I have been a PES fan since the very beginning, in-fact since the days when it was known as ISS (International Superstar Soccer).  In truth, I’ve also been a FIFA fan since the beginning. So almost every year I’ve often gone with one or the other, FIFA or PES.  However in the last year or two, I’ve actually gone with both.  Sure it can get a little confusing at times with button commands, but I’ve been that torn recently, I’ve just thought “sod it, why not get both?”  And why not go for both, each game offers something that the other doesn’t.  FIFA has arguably the best visuals, the official licenses and it plays very well too.  Whereas PES looks gorgeous also, sometimes besting FIFA with some player likeness and in my opinion, and it often feel the best to play with its satisfying and addictive gameplay, in my opinion.

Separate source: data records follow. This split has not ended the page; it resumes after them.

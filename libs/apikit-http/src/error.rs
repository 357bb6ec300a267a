use http::StatusCode;
use serde::{Deserialize, Serialize};
use std::collections::BTreeMap;
use std::time::Duration;
use thiserror::Error;

/// Field name -> list of messages, as reported by a 422 response
pub type FieldErrors = BTreeMap<String, Vec<String>>;

/// Errors produced inside the layer stack
///
/// These never reach callers of [`ApiClient`](crate::ApiClient) directly;
/// the facade translates them into [`ApiError`].
#[derive(Error, Debug)]
#[non_exhaustive]
pub enum HttpError {
    /// Request building failed
    #[error("Failed to build request: {0}")]
    RequestBuild(#[from] http::Error),

    /// Invalid header name
    #[error("Invalid header name: {0}")]
    InvalidHeaderName(#[from] http::header::InvalidHeaderName),

    /// Invalid header value
    #[error("Invalid header value: {0}")]
    InvalidHeaderValue(#[from] http::header::InvalidHeaderValue),

    /// Connection could not be established within the connect timeout
    #[error("Connection attempt timed out after {0:?}")]
    ConnectTimeout(Duration),

    /// Single attempt did not receive a response within the receive timeout
    #[error("Request attempt timed out after {0:?}")]
    Timeout(Duration),

    /// Connection could not be established (refused, DNS failure, TLS handshake)
    #[error("Connection failed: {0}")]
    Connect(#[source] Box<dyn std::error::Error + Send + Sync>),

    /// Transport error on an established connection
    #[error("Transport error: {0}")]
    Transport(#[source] Box<dyn std::error::Error + Send + Sync>),

    /// Response body exceeded size limit
    #[error("Response body too large: limit {limit} bytes, got {actual} bytes")]
    BodyTooLarge { limit: usize, actual: usize },

    /// JSON encoding or decoding error
    #[error("JSON processing failed: {0}")]
    Json(#[from] serde_json::Error),

    /// Query string encoding error
    #[error("Query encoding failed: {0}")]
    QueryEncode(#[from] serde_urlencoded::ser::Error),

    /// Invalid request URL
    #[error("Invalid URL '{url}': {reason}")]
    InvalidUrl { url: String, reason: String },

    /// Local file access during upload/download
    #[error("I/O error: {0}")]
    Io(#[from] std::io::Error),

    /// Token refresh endpoint rejected the refresh or returned garbage
    #[error("Token refresh failed: {0}")]
    TokenRefresh(String),

    /// Internal service failure (buffer worker died, channel closed)
    #[error("Service unavailable: internal failure")]
    ServiceClosed,
}

impl From<hyper::Error> for HttpError {
    fn from(err: hyper::Error) -> Self {
        HttpError::Transport(Box::new(err))
    }
}

/// Closed set of failure classes surfaced to callers
#[derive(Debug, Clone, Copy, PartialEq, Eq, Hash, Serialize, Deserialize)]
#[serde(rename_all = "snake_case")]
pub enum ErrorKind {
    Timeout,
    Connection,
    Client,
    Unauthorized,
    Validation,
    Server,
    Cancelled,
    Unknown,
}

impl ErrorKind {
    #[must_use]
    pub fn as_str(self) -> &'static str {
        match self {
            ErrorKind::Timeout => "timeout",
            ErrorKind::Connection => "connection",
            ErrorKind::Client => "client",
            ErrorKind::Unauthorized => "unauthorized",
            ErrorKind::Validation => "validation",
            ErrorKind::Server => "server",
            ErrorKind::Cancelled => "cancelled",
            ErrorKind::Unknown => "unknown",
        }
    }
}

impl std::fmt::Display for ErrorKind {
    fn fmt(&self, f: &mut std::fmt::Formatter<'_>) -> std::fmt::Result {
        f.write_str(self.as_str())
    }
}

/// Typed error returned by every [`ApiClient`](crate::ApiClient) call
///
/// Serializes with an internal `kind` tag so it can cross process or FFI
/// boundaries and be reconstructed unchanged.
#[derive(Error, Debug, Clone, PartialEq, Eq, Serialize, Deserialize)]
#[serde(tag = "kind", rename_all = "snake_case")]
#[non_exhaustive]
pub enum ApiError {
    #[error("{message}")]
    Timeout {
        message: String,
        #[serde(default, skip_serializing_if = "Option::is_none")]
        details: Option<String>,
    },

    #[error("{message}")]
    Connection {
        message: String,
        #[serde(default, skip_serializing_if = "Option::is_none")]
        details: Option<String>,
    },

    #[error("{message}")]
    Client {
        message: String,
        status: u16,
        #[serde(default, skip_serializing_if = "Option::is_none")]
        details: Option<String>,
    },

    #[error("{message}")]
    Unauthorized {
        message: String,
        #[serde(default, skip_serializing_if = "Option::is_none")]
        details: Option<String>,
    },

    #[error("{message}")]
    Validation {
        message: String,
        field_errors: FieldErrors,
        #[serde(default, skip_serializing_if = "Option::is_none")]
        details: Option<String>,
    },

    #[error("{message}")]
    Server {
        message: String,
        status: u16,
        #[serde(default, skip_serializing_if = "Option::is_none")]
        details: Option<String>,
    },

    #[error("{message}")]
    Cancelled { message: String },

    #[error("{message}")]
    Unknown {
        message: String,
        #[serde(default, skip_serializing_if = "Option::is_none")]
        status: Option<u16>,
        #[serde(default, skip_serializing_if = "Option::is_none")]
        details: Option<String>,
    },
}

impl ApiError {
    pub fn connection(message: impl Into<String>) -> Self {
        ApiError::Connection {
            message: message.into(),
            details: None,
        }
    }

    #[must_use]
    pub fn cancelled() -> Self {
        ApiError::Cancelled {
            message: "Request was cancelled".to_owned(),
        }
    }

    pub fn unknown(message: impl Into<String>) -> Self {
        ApiError::Unknown {
            message: message.into(),
            status: None,
            details: None,
        }
    }

    #[must_use]
    pub fn kind(&self) -> ErrorKind {
        match self {
            ApiError::Timeout { .. } => ErrorKind::Timeout,
            ApiError::Connection { .. } => ErrorKind::Connection,
            ApiError::Client { .. } => ErrorKind::Client,
            ApiError::Unauthorized { .. } => ErrorKind::Unauthorized,
            ApiError::Validation { .. } => ErrorKind::Validation,
            ApiError::Server { .. } => ErrorKind::Server,
            ApiError::Cancelled { .. } => ErrorKind::Cancelled,
            ApiError::Unknown { .. } => ErrorKind::Unknown,
        }
    }

    /// Human-readable message
    #[must_use]
    pub fn message(&self) -> &str {
        match self {
            ApiError::Timeout { message, .. }
            | ApiError::Connection { message, .. }
            | ApiError::Client { message, .. }
            | ApiError::Unauthorized { message, .. }
            | ApiError::Validation { message, .. }
            | ApiError::Server { message, .. }
            | ApiError::Cancelled { message }
            | ApiError::Unknown { message, .. } => message,
        }
    }

    /// HTTP status carried by the error, if it came from a response
    #[must_use]
    pub fn status_code(&self) -> Option<u16> {
        match self {
            ApiError::Client { status, .. } | ApiError::Server { status, .. } => Some(*status),
            ApiError::Unauthorized { .. } => Some(StatusCode::UNAUTHORIZED.as_u16()),
            ApiError::Validation { .. } => Some(StatusCode::UNPROCESSABLE_ENTITY.as_u16()),
            ApiError::Unknown { status, .. } => *status,
            ApiError::Timeout { .. } | ApiError::Connection { .. } | ApiError::Cancelled { .. } => {
                None
            }
        }
    }

    #[must_use]
    pub fn details(&self) -> Option<&str> {
        match self {
            ApiError::Timeout { details, .. }
            | ApiError::Connection { details, .. }
            | ApiError::Client { details, .. }
            | ApiError::Unauthorized { details, .. }
            | ApiError::Validation { details, .. }
            | ApiError::Server { details, .. }
            | ApiError::Unknown { details, .. } => details.as_deref(),
            ApiError::Cancelled { .. } => None,
        }
    }

    /// Field errors of a validation failure
    #[must_use]
    pub fn field_errors(&self) -> Option<&FieldErrors> {
        match self {
            ApiError::Validation { field_errors, .. } => Some(field_errors),
            _ => None,
        }
    }

    /// Classify a non-success HTTP response
    ///
    /// `body` is the (possibly truncated) response body; a JSON `message`
    /// field is used as the error message when present, and 422 bodies are
    /// parsed into field errors.
    #[must_use]
    pub fn from_status(status: StatusCode, body: &[u8]) -> Self {
        let json: Option<serde_json::Value> = serde_json::from_slice(body).ok();
        let server_message = json
            .as_ref()
            .and_then(|v| v.get("message").or_else(|| v.get("error")))
            .and_then(serde_json::Value::as_str)
            .map(ToOwned::to_owned);
        let details = if body.is_empty() {
            None
        } else {
            Some(String::from_utf8_lossy(body).into_owned())
        };
        let code = status.as_u16();
        let message =
            server_message.unwrap_or_else(|| default_status_message(status).to_owned());

        match status {
            StatusCode::UNAUTHORIZED => ApiError::Unauthorized { message, details },
            StatusCode::UNPROCESSABLE_ENTITY => ApiError::Validation {
                message,
                field_errors: json.as_ref().map(parse_field_errors).unwrap_or_default(),
                details,
            },
            s if s.is_client_error() => ApiError::Client {
                message,
                status: code,
                details,
            },
            s if s.is_server_error() => ApiError::Server {
                message,
                status: code,
                details,
            },
            _ => ApiError::Unknown {
                message: format!("Unexpected HTTP status {code}"),
                status: Some(code),
                details,
            },
        }
    }
}

fn default_status_message(status: StatusCode) -> &'static str {
    match status {
        StatusCode::BAD_REQUEST => "Bad request",
        StatusCode::UNAUTHORIZED => "Unauthorized",
        StatusCode::FORBIDDEN => "Access forbidden",
        StatusCode::NOT_FOUND => "Resource not found",
        StatusCode::UNPROCESSABLE_ENTITY => "Validation failed",
        StatusCode::INTERNAL_SERVER_ERROR => "Internal server error",
        StatusCode::BAD_GATEWAY => "Bad gateway",
        StatusCode::SERVICE_UNAVAILABLE => "Service unavailable",
        StatusCode::GATEWAY_TIMEOUT => "Gateway timeout",
        s if s.is_client_error() => "Request rejected by server",
        s if s.is_server_error() => "Server error",
        _ => "Unexpected response",
    }
}

/// Extract field errors from a validation body
///
/// Accepts `{"errors": {field: [msg, ..] | msg}}`, the list form
/// `{"errors": [{"field": .., "message": ..}, ..]}`, or the bare mapping at
/// the top level when there is no `errors` key. Non-string entries are skipped.
fn parse_field_errors(body: &serde_json::Value) -> FieldErrors {
    match body.get("errors") {
        Some(serde_json::Value::Object(errors)) => collect_field_map(errors, |_| true),
        Some(serde_json::Value::Array(items)) => collect_field_list(items),
        Some(_) => FieldErrors::new(),
        None => body.as_object().map_or_else(FieldErrors::new, |top| {
            collect_field_map(top, |field| field != "message")
        }),
    }
}

fn collect_field_map(
    map: &serde_json::Map<String, serde_json::Value>,
    keep: impl Fn(&str) -> bool,
) -> FieldErrors {
    map.iter()
        .filter(|(field, _)| keep(field))
        .filter_map(|(field, value)| Some((field.clone(), messages_of(value)?)))
        .collect()
}

fn collect_field_list(items: &[serde_json::Value]) -> FieldErrors {
    let mut fields = FieldErrors::new();
    for item in items {
        let Some(field) = item.get("field").and_then(serde_json::Value::as_str) else {
            continue;
        };
        let Some(messages) = item
            .get("message")
            .or_else(|| item.get("messages"))
            .and_then(messages_of)
        else {
            continue;
        };
        fields.entry(field.to_owned()).or_default().extend(messages);
    }
    fields
}

fn messages_of(value: &serde_json::Value) -> Option<Vec<String>> {
    match value {
        serde_json::Value::String(s) => Some(vec![s.clone()]),
        serde_json::Value::Array(items) => Some(
            items
                .iter()
                .filter_map(serde_json::Value::as_str)
                .map(ToOwned::to_owned)
                .collect(),
        ),
        _ => None,
    }
}

impl From<HttpError> for ApiError {
    fn from(err: HttpError) -> Self {
        match err {
            HttpError::ConnectTimeout(_) => ApiError::Timeout {
                message: "Connection timeout".to_owned(),
                details: Some(err.to_string()),
            },
            HttpError::Timeout(_) => ApiError::Timeout {
                message: "Receive timeout".to_owned(),
                details: Some(err.to_string()),
            },
            HttpError::Connect(_) | HttpError::Transport(_) => ApiError::Connection {
                message: "Unable to reach the server".to_owned(),
                details: Some(err.to_string()),
            },
            HttpError::RequestBuild(_)
            | HttpError::InvalidHeaderName(_)
            | HttpError::InvalidHeaderValue(_)
            | HttpError::BodyTooLarge { .. }
            | HttpError::Json(_)
            | HttpError::QueryEncode(_)
            | HttpError::InvalidUrl { .. }
            | HttpError::Io(_)
            | HttpError::TokenRefresh(_)
            | HttpError::ServiceClosed => ApiError::Unknown {
                message: err.to_string(),
                status: None,
                details: None,
            },
        }
    }
}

However, while PES arguably bettered FIFA in terms of gameplay, its lack of licences has often put so many off.  For me, being an Aston Villa fan, I’ve long been used to my team being called West Midlands Village, thankfully due to the in-game editing tool and some fantastic websites that offer great edit downloads that makes unlicensed team kits and leagues look official, that has been a god send of a workaround.  Also, we had the UEFA Champions and EUROPA League license, with all the official branding, marketing and the theme tune replicating the real-life counterpart to near perfection.  Sadly though after 10 long years, Konami has lost that UEFA licence to its bitter rival EA and for many, this is the final nail in the coffin for the PES series.  While the loss of that licence is disappointing, Konami has countered the best they can (more on that later) and PES 19 feels as fantastic to play as it ever had, so from a gameplay perspective, PES 19 should not be overlooked.

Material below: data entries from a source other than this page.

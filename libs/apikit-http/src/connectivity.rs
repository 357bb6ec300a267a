//! Pre-flight reachability checks
//!
//! Every facade call asks a [`ConnectivityCheck`] first; an `Offline` answer
//! fails the call with a `Connection` error before the transport is touched.

use async_trait::async_trait;
use std::io::ErrorKind;
use std::time::Duration;
use tokio::net::TcpStream;
use url::Url;

#[derive(Debug, Clone, Copy, PartialEq, Eq)]
pub enum Connectivity {
    Online,
    Offline,
}

/// Decides whether a request to `target` should be attempted at all
#[async_trait]
pub trait ConnectivityCheck: Send + Sync {
    async fn check(&self, target: &Url) -> Connectivity;
}

/// Treats every target as reachable
#[derive(Debug, Clone, Copy, Default)]
pub struct AssumeOnline;

#[async_trait]
impl ConnectivityCheck for AssumeOnline {
    async fn check(&self, _target: &Url) -> Connectivity {
        Connectivity::Online
    }
}

/// Treats every target as unreachable
#[derive(Debug, Clone, Copy, Default)]
pub struct Offline;

#[async_trait]
impl ConnectivityCheck for Offline {
    async fn check(&self, _target: &Url) -> Connectivity {
        Connectivity::Offline
    }
}

/// Opens (and immediately drops) a TCP connection to the target host
///
/// Answers whether the network path to the host works, not whether the host
/// accepts connections: a refused or reset connection still proves the host
/// was reached and reports `Online`, leaving the failure to the transport
/// (where it is retry-eligible). Resolution failures, unreachable networks
/// and timeouts report `Offline`.
///
/// The probe connection is separate from the pooled transport connections.
#[derive(Debug, Clone, Copy)]
pub struct TcpProbe {
    timeout: Duration,
}

impl TcpProbe {
    #[must_use]
    pub fn new(timeout: Duration) -> Self {
        Self { timeout }
    }
}

impl Default for TcpProbe {
    fn default() -> Self {
        Self::new(Duration::from_secs(3))
    }
}

#[async_trait]
impl ConnectivityCheck for TcpProbe {
    async fn check(&self, target: &Url) -> Connectivity {
        let (Some(host), Some(port)) = (target.host_str(), target.port_or_known_default()) else {
            return Connectivity::Offline;
        };
        // IPv6 literals come back bracketed from host_str()
        let host = host.trim_start_matches('[').trim_end_matches(']');

        match tokio::time::timeout(self.timeout, TcpStream::connect((host, port))).await {
            Ok(Ok(_stream)) => Connectivity::Online,
            Ok(Err(e)) if host_answered(&e) => {
                tracing::debug!(host, port, error = %e, "host reachable but not accepting");
                Connectivity::Online
            }
            Ok(Err(e)) => {
                tracing::debug!(host, port, error = %e, "connectivity probe failed");
                Connectivity::Offline
            }
            Err(_) => {
                tracing::debug!(host, port, "connectivity probe timed out");
                Connectivity::Offline
            }
        }
    }
}

fn host_answered(err: &std::io::Error) -> bool {
    matches!(
        err.kind(),
        ErrorKind::ConnectionRefused | ErrorKind::ConnectionReset | ErrorKind::ConnectionAborted
    )
}

#[cfg(test)]
#[cfg_attr(coverage_nightly, coverage(off))]
mod tests {
    use super::*;
    use tokio::net::TcpListener;

    #[tokio::test]
    async fn test_fixed_checks() {
        let url = Url::parse("https://example.com").unwrap();
        assert_eq!(AssumeOnline.check(&url).await, Connectivity::Online);
        assert_eq!(Offline.check(&url).await, Connectivity::Offline);
    }

    #[tokio::test]
    async fn test_tcp_probe_reaches_listener() {
        let listener = TcpListener::bind("127.0.0.1:0").await.unwrap();
        let port = listener.local_addr().unwrap().port();
        let url = Url::parse(&format!("http://127.0.0.1:{port}/health")).unwrap();

        assert_eq!(TcpProbe::default().check(&url).await, Connectivity::Online);
    }

    #[tokio::test]
    async fn test_refused_port_counts_as_online() {
        let listener = TcpListener::bind("127.0.0.1:0").await.unwrap();
        let port = listener.local_addr().unwrap().port();
        drop(listener);
        let url = Url::parse(&format!("http://127.0.0.1:{port}/")).unwrap();

        assert_eq!(TcpProbe::default().check(&url).await, Connectivity::Online);
    }

    #[tokio::test]
    async fn test_unresolvable_host_is_offline() {
        let url = Url::parse("http://apikit-unresolvable.invalid/").unwrap();
        assert_eq!(TcpProbe::default().check(&url).await, Connectivity::Offline);
    }

    #[test]
    fn test_host_answered_kinds() {
        use std::io::Error;
        assert!(host_answered(&Error::from(ErrorKind::ConnectionRefused)));
        assert!(host_answered(&Error::from(ErrorKind::ConnectionReset)));
        assert!(!host_answered(&Error::from(ErrorKind::TimedOut)));
        assert!(!host_answered(&Error::other("failed to lookup address")));
    }

    #[tokio::test]
    async fn test_tcp_probe_requires_host() {
        let url = Url::parse("data:text/plain,hello").unwrap();
        assert_eq!(TcpProbe::default().check(&url).await, Connectivity::Offline);
    }
}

Gameplay-wise, PES 19 feels fantastic, but if you’re already familiar with the series, that should come as no surprise.  It’s quite difficult to explain how it feels, but even the passing feels almost therapeutic and when you unleash an early long-range shot so powerful it lifts up the net as the ball thumps into the top corner, giving the keeper no chance and the ball rolls on the back of the net, providing that ecstatic feeling.  Speaking of goalkeepers, they have been somewhat of an issue in recent years.  Granted they were much improved last year, but they’d still make silly mistakes, often it will be during the last minute, gifting the CPU a win, rather than the CPU’s keeper making that untimely error.  Don’t get me wrong, they’re not perfect in PES 19, but they are now far more reliable and often you will see them make a last gasp save with an out-stretched arm, giving you less feelings of being cheated by the CPU.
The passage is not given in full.